The first large eruption, which took place between 4 ± 0.9 and 5.3 ± 1.1 million years ago, formed the Toconao ignimbrite. The Toconao ignimbrite crops out mainly west of the caldera; only later were units of the Toconao identified on the eastern side of La Pacana. This ignimbrite has a volume of approximately 180 km3 and is formed by a lower un-indurated and an upper indurated subunit. Tube pumices are contained in the lower subunit and in a less than 10 cm Plinian deposit that was emplaced beneath the Toconao ignimbrite.

The formation of the caldera coincided with the eruption of the Atana ignimbrite; the eruption was still underway when the terrain subsided to a depth of 2–3 km beneath the previous surface in the northwestern segment of La Pacana. Dates obtained on the Atana ignimbrite are between 3.8 ± 0.1 and 4.2 ± 0.1 million years ago, which is not clearly distinguishable from the dates of the Toconao ignimbrite seeing as there is no indication that a pause occurred between the eruption of the two ignimbrites. This ignimbrite is considerably larger than the Toconao ignimbrite, reaching a volume of 2500–3500 km3 and a volcanic explosivity index of 8. This makes the Atana eruption the fifth-largest explosive eruption known and La Pacana a supervolcano. The Atana ignimbrite forms a flow sheet that extends from within the caldera to the outside in the form of a 30–40 m thick structure. This flow sheet originally probably covered a surface area of about 7700 km2, part of which was later eroded away. The Atana ignimbrite is fairly welded, rich in crystals and poor in lithics. It is underlaid by pumice and ash deposits. Pumice is also found as fragments within the ignimbrite, ranging from white rhyolite to gray andesite. After its eruption, wind and water driven erosion occurred on the Atana ignimbrite, carving valleys and yardangs into it.

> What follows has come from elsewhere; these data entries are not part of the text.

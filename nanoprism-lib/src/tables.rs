use std::sync::OnceLock;

use nanoprism_data::{GOLD_OLMON, OpticalConstantRecord, SILVER_JOHNSON_CHRISTY};
use serde::{Deserialize, Serialize};

use crate::error::{NanoprismError, Result};
use crate::interp::interp_local;

/// What to do with a photon energy outside the tabulated grid.
#[derive(Debug, Clone, Copy, Default, PartialEq, Eq, Serialize, Deserialize)]
#[serde(rename_all = "lowercase")]
pub enum RangePolicy {
    /// Extrapolate with the clamped 4-point window (reference model output).
    #[default]
    Extrapolate,
    /// Fail with [`NanoprismError::EnergyOutOfRange`].
    Reject,
}

/// Optical constants `n(E)`, `k(E)` tabulated on an ascending energy grid.
#[derive(Debug, Clone)]
pub struct OpticalConstantTable {
    name: String,
    energy: Vec<f64>,
    n: Vec<f64>,
    k: Vec<f64>,
}

static SILVER: OnceLock<OpticalConstantTable> = OnceLock::new();
static GOLD: OnceLock<OpticalConstantTable> = OnceLock::new();

impl OpticalConstantTable {
    /// Builds a table from records sorted by strictly ascending energy.
    ///
    /// At least 4 records are required by the local cubic interpolation.
    pub fn new(name: impl Into<String>, records: &[OpticalConstantRecord]) -> Result<Self> {
        let name = name.into();
        if records.len() < 4 {
            return Err(NanoprismError::InvalidTable(format!(
                "'{name}' has {} points, at least 4 are required",
                records.len()
            )));
        }
        if let Some(bad) = records
            .iter()
            .position(|r| !(r.energy.is_finite() && r.n.is_finite() && r.k.is_finite()))
        {
            return Err(NanoprismError::InvalidTable(format!(
                "'{name}' has a non-finite value at index {bad}"
            )));
        }
        if let Some(i) = records.windows(2).position(|w| w[1].energy <= w[0].energy) {
            return Err(NanoprismError::InvalidTable(format!(
                "'{name}' energies must be strictly ascending at index {}",
                i + 1
            )));
        }

        Ok(Self {
            name,
            energy: records.iter().map(|r| r.energy).collect(),
            n: records.iter().map(|r| r.n).collect(),
            k: records.iter().map(|r| r.k).collect(),
        })
    }

    /// Johnson & Christy silver data, 0.64–6.60 eV.
    pub fn silver() -> &'static Self {
        SILVER.get_or_init(|| {
            Self::new("Ag (Johnson & Christy 1972)", &SILVER_JOHNSON_CHRISTY)
                .expect("embedded silver table is valid")
        })
    }

    /// Olmon et al. gold data, 0.05–4.13 eV.
    pub fn gold() -> &'static Self {
        GOLD.get_or_init(|| {
            Self::new("Au (Olmon et al. 2012)", &GOLD_OLMON).expect("embedded gold table is valid")
        })
    }

    pub fn name(&self) -> &str {
        &self.name
    }

    pub fn len(&self) -> usize {
        self.energy.len()
    }

    pub fn is_empty(&self) -> bool {
        self.energy.is_empty()
    }

    /// Tabulated photon energies in eV.
    pub fn energies(&self) -> &[f64] {
        &self.energy
    }

    /// `(min, max)` photon energy in eV.
    pub fn energy_range(&self) -> (f64, f64) {
        (self.energy[0], self.energy[self.energy.len() - 1])
    }

    /// True when both tables hold the same samples, whatever their names.
    pub fn same_data(&self, other: &Self) -> bool {
        std::ptr::eq(self, other)
            || (self.energy == other.energy && self.n == other.n && self.k == other.k)
    }

    /// True when `energy` lies inside the tabulated grid.
    pub fn contains(&self, energy: f64) -> bool {
        let (min, max) = self.energy_range();
        energy >= min && energy <= max
    }

    /// Interpolated `(n, k)` at a photon energy in eV, extrapolating outside
    /// the grid.
    pub fn refractive_index(&self, energy: f64) -> (f64, f64) {
        (
            interp_local(energy, &self.energy, &self.n),
            interp_local(energy, &self.energy, &self.k),
        )
    }

    /// Interpolated `(n, k)` with an explicit out-of-range policy.
    pub fn refractive_index_with(&self, energy: f64, policy: RangePolicy) -> Result<(f64, f64)> {
        if !self.contains(energy) {
            let (min, max) = self.energy_range();
            match policy {
                RangePolicy::Reject => {
                    return Err(NanoprismError::EnergyOutOfRange { energy, min, max });
                }
                RangePolicy::Extrapolate => {
                    log::debug!(
                        "{}: extrapolating to {energy} eV outside [{min}, {max}] eV",
                        self.name
                    );
                }
            }
        }
        Ok(self.refractive_index(energy))
    }
}

#[cfg(test)]
mod tests {
    use super::*;

    fn rec(energy: f64) -> OpticalConstantRecord {
        OpticalConstantRecord::new(energy, 1.0, 2.0)
    }

    #[test]
    fn test_embedded_tables() {
        let ag = OpticalConstantTable::silver();
        assert_eq!(ag.len(), 49);
        assert_eq!(ag.energy_range(), (0.64, 6.60));

        let au = OpticalConstantTable::gold();
        assert_eq!(au.len(), 448);
        assert_eq!(au.energy_range(), (0.0497329, 4.13281));
    }

    #[test]
    fn test_rejects_short_table() {
        let err = OpticalConstantTable::new("short", &[rec(1.0), rec(2.0), rec(3.0)]).unwrap_err();
        assert!(matches!(err, NanoprismError::InvalidTable(_)));
    }

    #[test]
    fn test_rejects_non_ascending() {
        let records = [rec(1.0), rec(2.0), rec(2.0), rec(3.0), rec(4.0)];
        let err = OpticalConstantTable::new("flat", &records).unwrap_err();
        assert!(matches!(err, NanoprismError::InvalidTable(_)));

        let records = [rec(1.0), rec(3.0), rec(2.0), rec(4.0)];
        assert!(OpticalConstantTable::new("unsorted", &records).is_err());
    }

    #[test]
    fn test_rejects_nan() {
        let records = [rec(1.0), rec(f64::NAN), rec(3.0), rec(4.0)];
        assert!(OpticalConstantTable::new("nan", &records).is_err());
    }

    #[test]
    fn test_range_policy() {
        let ag = OpticalConstantTable::silver();
        assert!(ag.contains(3.0));
        assert!(!ag.contains(0.5));
        assert!(!ag.contains(7.0));

        let err = ag.refractive_index_with(7.0, RangePolicy::Reject).unwrap_err();
        assert_eq!(
            err,
            NanoprismError::EnergyOutOfRange {
                energy: 7.0,
                min: 0.64,
                max: 6.60
            }
        );
        let (n, k) = ag.refractive_index_with(7.0, RangePolicy::Extrapolate).unwrap();
        assert!(n.is_finite() && k.is_finite());
    }
}
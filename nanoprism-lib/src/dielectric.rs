//! Bulk and size-corrected dielectric functions.
//!
//! The bulk permittivity comes from interpolated optical constants,
//! `ε = (n² − k²) + i·2nk`. The size correction replaces the bulk Drude
//! damping with one broadened by electron scattering at the particle surface.

use num_complex::Complex64;

use crate::constants::PHOTON_ENERGY_NM;
use crate::error::{NanoprismError, Result, check_wavelength};
use crate::material::{MaterialModel, Metal};

/// Photon energy in eV for a wavelength in nm.
#[inline]
pub fn photon_energy(wavelength_nm: f64) -> f64 {
    PHOTON_ENERGY_NM / wavelength_nm
}

/// Bulk complex permittivity at a wavelength in nm.
pub fn bulk_permittivity(model: &MaterialModel<'_>, wavelength_nm: f64) -> Result<Complex64> {
    check_wavelength(wavelength_nm)?;
    let energy = photon_energy(wavelength_nm);
    let (n, k) = model
        .table()
        .refractive_index_with(energy, model.range_policy())?;
    Ok(Complex64::new(n * n - k * k, 2.0 * n * k))
}

/// Size-corrected complex permittivity for a particle of effective diameter
/// `diameter_nm`.
pub fn size_corrected_permittivity(
    model: &MaterialModel<'_>,
    wavelength_nm: f64,
    diameter_nm: f64,
) -> Result<Complex64> {
    if !(diameter_nm.is_finite() && diameter_nm > 0.0) {
        return Err(NanoprismError::InvalidGeometry(format!(
            "effective diameter must be positive, got {diameter_nm} nm"
        )));
    }
    let bulk = bulk_permittivity(model, wavelength_nm)?;
    let omega = photon_energy(wavelength_nm);
    Ok(bulk + model.drude().correction(omega, diameter_nm))
}

impl Metal {
    /// Bulk permittivity from the embedded table (see [`bulk_permittivity`]).
    pub fn permittivity(&self, wavelength_nm: f64) -> Result<Complex64> {
        bulk_permittivity(&self.model(), wavelength_nm)
    }

    /// Size-corrected permittivity (see [`size_corrected_permittivity`]).
    pub fn size_corrected_permittivity(
        &self,
        wavelength_nm: f64,
        diameter_nm: f64,
    ) -> Result<Complex64> {
        size_corrected_permittivity(&self.model(), wavelength_nm, diameter_nm)
    }
}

Some differences exist between the facies of the ignimbrite inside and outside of the caldera, as well as between the western and eastern outcrops. Such differences concern the degree of welding of the ignimbrite, the occurrence or absence of devitrification and the jointing patterns. In fact, a segment of the northern Atana ignimbrite was later considered to not be actually part of the Atana ignimbrite at all because of the different facies and petrology. This separate ignimbrite was christened to be an upper and a lower Tara ignimbrite, possibly erupted by the Cerro Guacha caldera. The Tara ignimbrite fills part of the La Pacana caldera. The total volume of the La Pacana ignimbrites proper is estimated to be about 3400–3500 km3, on the basis of gravimetric information about the volume of the caldera and the infill ignimbrites.

The most likely theory for the origin of both Atana and Toconao ignimbrites is that they formed by crystal fractionation within a magma chamber, where the Toconao magma was extracted from convecting dacitic magma that was undergoing crystallization. This volatile-rich and crystal-poor extracted magma erupted first as a Plinian eruption. Then a tectonic event, most likely a movement along a fault cutting through the caldera, prompted the rise and eruption of the Atana ignimbrite. Two potential vents have been found at the northern and western margins of the caldera, where breccia deposits occur within the Atana ignimbrite. Some of the magma that gave rise to the Atana ignimbrite was erupted after the ignimbrite; the lava domes formed after the caldera collapse were generated by this magma. This category of dependent postcaldera volcanism includes Corral de Coquena and Morro Negro; other postcaldera volcanic centres have different compositions and thus probably formed from different sources than the Atana magma.

Ignimbrite eruptions continued after the formation of the caldera. The Filo Delgado ignimbrite was erupted at some time during the Pliocene from the Huailitas volcano. Its volume is about 0.1 km3. 2.4 ± 0.4 million years ago, the Pampa Chamaca ignimbrite filled the moat between the resurgent dome and the caldera rim. The Pampa Chamaca or Talabre ignimbrite was erupted from a vent probably buried beneath the present-day Cordon de Puntas Negras or the Salar de Aguas Calientes and reached a volume of about 0.5 km3. The 3.49 million years old Tara Ignimbrite from the Cerro Guacha caldera reached the northern margin of La Pacana.